Mais ai-je vraiment assisté à une “lecture” ? Rien n’est moins sûr. D’abord parce qu’il y avait un décor — minimal certes, mais bien là, et dont on devine la signification symbolique : pour Sénèque une table avec un pichet d’eau, un gobelet, un brûle-parfum en forme de chouette (l’oiseau de Junon), une chaise, au sol une corbeille de fruits et des rouleaux de papier ; pour Lucilius un vase et un gobelet, une caisse de bois cérusé qui lui servait de siège. Ensuite les comédiens jouaient : ils ne se bornaient pas à demeurer assis, animant le texte par leur seule voix ; ils manipulaient des objets, Lucilius se déplaçait un peu, quittant son siège de quelques pas, se rasseyant… Enfin, le texte même avait été adapté : pour peu que ma mémoire ne m’ait pas trahie — après tout je n’ai lu la nouvelle qu’une seule fois — il m’a bien semblé que certaines épigraphes avaient été supprimées, que parfois les contenus des missives s’interpénétraient… Il y a donc eu un véritable travail de mise en scène et de recherche dramatique qui cependant paraissait n’avoir pas été poussé jusqu’à son terme — comme si le spectacle peinait à se contenter de l’étroitesse de la simple lecture sans pour autant oser prendre un véritable essor scénique.

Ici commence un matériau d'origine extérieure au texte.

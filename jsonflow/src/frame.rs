// SPDX-License-Identifier: Apache-2.0

//! Encoding frames and the classification factory.
//!
//! A frame is one unit of encoding work for exactly one input value. The
//! engine keeps a stack of frames and advances the front one; each advance
//! yields at most one text fragment plus any child frames, which are
//! prepended ahead of the remaining stack in document order. Composite and
//! literal frames never suspend; only the deferred and source frames do.

use crate::encode_error::EncodeError;
use crate::escape;
use crate::options::EncodeOptions;
use crate::source_frame::{ElementStreamFrame, RawStreamFrame, TextStreamFrame};
use crate::value::{Value, ValueFuture};
use bytes::{BufMut, Bytes, BytesMut};
use core::task::{Context, Poll};
use std::collections::VecDeque;

/// Max array elements expanded per advance call, to bound per-call work on
/// very large arrays.
const ARRAY_BATCH: usize = 1000;

/// Result of advancing one frame.
pub(crate) struct Step {
    /// Text fragment emitted by this call, if any.
    pub(crate) text: Option<Bytes>,
    /// Child frames, in document order.
    pub(crate) children: Vec<Frame>,
    /// Whether the frame is complete and leaves the stack.
    pub(crate) done: bool,
}

/// One unit of encoding work. Closed union: every accepted value category
/// maps to exactly one variant here.
pub(crate) enum Frame {
    Literal(LiteralFrame),
    Array(ArrayFrame),
    Object(ObjectFrame),
    Deferred(DeferredFrame),
    Text(TextStreamFrame),
    Elements(ElementStreamFrame),
    Raw(RawStreamFrame),
}

impl core::fmt::Debug for Frame {
    fn fmt(&self, f: &mut core::fmt::Formatter<'_>) -> core::fmt::Result {
        match self {
            Frame::Literal(_) => f.write_str("Literal(..)"),
            Frame::Array(_) => f.write_str("Array(..)"),
            Frame::Object(_) => f.write_str("Object(..)"),
            Frame::Deferred(_) => f.write_str("Deferred(..)"),
            Frame::Text(_) => f.write_str("Text(..)"),
            Frame::Elements(_) => f.write_str("Elements(..)"),
            Frame::Raw(_) => f.write_str("Raw(..)"),
        }
    }
}

impl Frame {
    /// Advance the frame by one unit of work.
    pub(crate) fn advance(
        &mut self,
        cx: &mut Context<'_>,
        opts: &EncodeOptions,
    ) -> Poll<Result<Step, EncodeError>> {
        match self {
            Frame::Literal(frame) => Poll::Ready(Ok(frame.advance())),
            Frame::Array(frame) => Poll::Ready(frame.advance(opts)),
            Frame::Object(frame) => Poll::Ready(frame.advance(opts)),
            Frame::Deferred(frame) => frame.advance(cx, opts),
            Frame::Text(frame) => frame.advance(cx),
            Frame::Elements(frame) => frame.advance(cx, opts),
            Frame::Raw(frame) => frame.advance(cx),
        }
    }

    /// Cancellation hook; only source frames hold external resources.
    pub(crate) fn abort(&mut self) {
        match self {
            Frame::Text(frame) => frame.abort(),
            Frame::Elements(frame) => frame.abort(),
            Frame::Raw(frame) => frame.abort(),
            _ => {}
        }
    }

    fn literal(text: Bytes) -> Frame {
        Frame::Literal(LiteralFrame { text })
    }

    /// A `,` separator frame, indented at the given (inner) depth.
    pub(crate) fn separator(opts: &EncodeOptions, depth: usize) -> Frame {
        if !opts.is_indented() {
            return Frame::literal(Bytes::from_static(b","));
        }
        let mut text = BytesMut::new();
        text.put_u8(b',');
        opts.write_gap(depth, &mut text);
        Frame::literal(text.freeze())
    }

    /// A closing-delimiter frame, indented at the given (outer) depth.
    fn closing(delim: u8, opts: &EncodeOptions, depth: usize) -> Frame {
        if !opts.is_indented() {
            return Frame::literal(Bytes::copy_from_slice(&[delim]));
        }
        let mut text = BytesMut::new();
        opts.write_gap(depth, &mut text);
        text.put_u8(delim);
        Frame::literal(text.freeze())
    }
}

/// Classify `value` into the frame that encodes it at `depth`.
///
/// Surrogate hooks are invoked and their results reclassified, so chained
/// hooks resolve here. Classification itself can fail: unsupported value
/// kinds, and the embed-time usage checks on pull sources.
pub(crate) fn classify(
    mut value: Value,
    opts: &EncodeOptions,
    depth: usize,
) -> Result<Frame, EncodeError> {
    loop {
        return Ok(match value {
            Value::Lazy(hook) => {
                value = hook();
                continue;
            }
            Value::Int(n) => Frame::literal(Bytes::from(n.to_string())),
            Value::Float(x) => {
                if x.is_finite() {
                    Frame::literal(Bytes::from(x.to_string()))
                } else {
                    Frame::literal(Bytes::from_static(b"null"))
                }
            }
            Value::Bool(true) => Frame::literal(Bytes::from_static(b"true")),
            Value::Bool(false) => Frame::literal(Bytes::from_static(b"false")),
            Value::String(s) => Frame::literal(quoted(&s)),
            // Undefined reaching classification is an array element (the
            // root and object frames drop it beforehand).
            Value::Undefined | Value::Null => Frame::literal(Bytes::from_static(b"null")),
            Value::Array(items) => Frame::Array(ArrayFrame::new(items, depth)),
            Value::TextStream(source) => Frame::Text(TextStreamFrame::new(source)?),
            Value::ElementStream(source) => {
                Frame::Elements(ElementStreamFrame::new(source, depth)?)
            }
            Value::RawStream(source) => Frame::Raw(RawStreamFrame::new(source)?),
            Value::Future(fut) => Frame::Deferred(DeferredFrame::new(fut, depth)),
            Value::Object(entries) => Frame::Object(ObjectFrame::new(entries, opts, depth)),
            Value::BigInt(_) => return Err(EncodeError::UnsupportedType("bigint")),
        });
    }
}

fn quoted(s: &str) -> Bytes {
    let mut out = BytesMut::with_capacity(s.len() + 2);
    escape::quote_into(s, &mut out);
    out.freeze()
}

/// Precomputed text; completes on its first advance.
pub(crate) struct LiteralFrame {
    text: Bytes,
}

impl LiteralFrame {
    fn advance(&mut self) -> Step {
        Step {
            text: Some(core::mem::take(&mut self.text)),
            children: Vec::new(),
            done: true,
        }
    }
}

/// Ordered sequence. Expands children in index order, at most
/// [`ARRAY_BATCH`] per call.
pub(crate) struct ArrayFrame {
    items: std::vec::IntoIter<Value>,
    /// Depth of the array body; the delimiters sit one level out.
    depth: usize,
    started: bool,
}

impl ArrayFrame {
    fn new(items: Vec<Value>, depth: usize) -> Self {
        Self {
            items: items.into_iter(),
            depth: depth + 1,
            started: false,
        }
    }

    fn advance(&mut self, opts: &EncodeOptions) -> Result<Step, EncodeError> {
        if !self.started {
            self.started = true;
            if self.items.len() == 0 {
                return Ok(Step {
                    text: Some(Bytes::from_static(b"[]")),
                    children: Vec::new(),
                    done: true,
                });
            }
            let mut text = BytesMut::new();
            text.put_u8(b'[');
            opts.write_gap(self.depth, &mut text);
            return Ok(Step {
                text: Some(text.freeze()),
                children: Vec::new(),
                done: false,
            });
        }

        let mut children = Vec::new();
        let mut batched = 0;
        // Keep one item back so the loop never emits a trailing separator.
        while self.items.len() > 1 && batched < ARRAY_BATCH {
            let Some(item) = self.items.next() else { break };
            children.push(classify(item, opts, self.depth)?);
            children.push(Frame::separator(opts, self.depth));
            batched += 1;
        }
        if self.items.len() == 1 {
            if let Some(item) = self.items.next() {
                children.push(classify(item, opts, self.depth)?);
            }
        }
        if self.items.len() == 0 {
            children.push(Frame::closing(b']', opts, self.depth - 1));
            return Ok(Step {
                text: None,
                children,
                done: true,
            });
        }
        Ok(Step {
            text: None,
            children,
            done: false,
        })
    }
}

/// Keyed record. The replacer runs once at construction; surviving members
/// keep insertion order and are emitted one key per advance call.
pub(crate) struct ObjectFrame {
    entries: VecDeque<(String, Value)>,
    depth: usize,
    started: bool,
}

impl ObjectFrame {
    fn new(entries: Vec<(String, Value)>, opts: &EncodeOptions, depth: usize) -> Self {
        let mut kept = VecDeque::with_capacity(entries.len());
        for (key, value) in entries {
            if !opts.key_allowed(&key) {
                continue;
            }
            let value = opts.replace_entry(&key, value);
            if matches!(value, Value::Undefined) {
                continue;
            }
            kept.push_back((key, value));
        }
        Self {
            entries: kept,
            depth: depth + 1,
            started: false,
        }
    }

    fn advance(&mut self, opts: &EncodeOptions) -> Result<Step, EncodeError> {
        if !self.started {
            self.started = true;
            if self.entries.is_empty() {
                return Ok(Step {
                    text: Some(Bytes::from_static(b"{}")),
                    children: Vec::new(),
                    done: true,
                });
            }
            let mut text = BytesMut::new();
            text.put_u8(b'{');
            opts.write_gap(self.depth, &mut text);
            return Ok(Step {
                text: Some(text.freeze()),
                children: Vec::new(),
                done: false,
            });
        }

        let Some((key, value)) = self.entries.pop_front() else {
            let mut text = BytesMut::new();
            opts.write_gap(self.depth - 1, &mut text);
            text.put_u8(b'}');
            return Ok(Step {
                text: Some(text.freeze()),
                children: Vec::new(),
                done: true,
            });
        };

        let mut text = BytesMut::new();
        escape::quote_into(&key, &mut text);
        text.put_u8(b':');
        if opts.is_indented() {
            text.put_u8(b' ');
        }
        let mut children = vec![classify(value, opts, self.depth)?];
        if !self.entries.is_empty() {
            children.push(Frame::separator(opts, self.depth));
        }
        Ok(Step {
            text: Some(text.freeze()),
            children,
            done: false,
        })
    }
}

/// Deferred value: suspends until the future settles, then replaces itself
/// with the frame for the resolved value. A future resolving to another
/// deferred value chains transparently through reclassification.
pub(crate) struct DeferredFrame {
    future: ValueFuture,
    depth: usize,
}

impl DeferredFrame {
    fn new(future: ValueFuture, depth: usize) -> Self {
        Self { future, depth }
    }

    fn advance(
        &mut self,
        cx: &mut Context<'_>,
        opts: &EncodeOptions,
    ) -> Poll<Result<Step, EncodeError>> {
        match self.future.as_mut().poll(cx) {
            Poll::Pending => Poll::Pending,
            Poll::Ready(Ok(value)) => {
                Poll::Ready(classify(value, opts, self.depth).map(|frame| Step {
                    text: None,
                    children: vec![frame],
                    done: true,
                }))
            }
            Poll::Ready(Err(err)) => Poll::Ready(Err(EncodeError::Source(err))),
        }
    }
}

Cette sensation qu’était représenté là un état hybride d’un projet encore inabouti ne tenait pas à ce que chacun des comédiens avait en main le cahier de feuillets contenant le texte comme pour n’importe quelle lecture. Ni aux rares butées qui venaient de-ci de-là embarrasser la diction de l’un ou de l’autre. Non… quelque chose de plus diffus était à son origine. Peut-être l’impression vague que les gestuelles prescrites à chaque épistolier étaient hésitantes, pas toujours placées au bon moment. Par exemple Sénèque prenant la plume pour écrire… geste récurrent, mais qui paraissait mal assuré, posé “au petit bonheur la chance” dans le déroulement du spectacle et non dicté par des directives précises.
Si je tâche de creuser davantage ce que j’ai éprouvé pendant la représentation, j’ai eu le sentiment que la mise en scène — parce que c’est bien de cela dont il s’agit — tendait à élever l’échange de lettres à une quasi conversation, montrant ainsi la force des liens qui attachaient le disciple à son maître — et réciproquement. Par exemple en faisant dire de place en place certaines phrases à l’unisson par les deux comédiens. Mais se sont surtout des hommes bien plus que des penseurs plongés dans leurs réflexions qui sont donnés à écouter ; des hommes qui se sentent vaciller dans leur détermination à être vertueux selon leurs principes et qui essaient de se conforter l’un l’autre dans leur direction morale. C’est une dimension profondément humaine qui éclôt sur scène, que le texte sous sa forme publiée tend à éteindre.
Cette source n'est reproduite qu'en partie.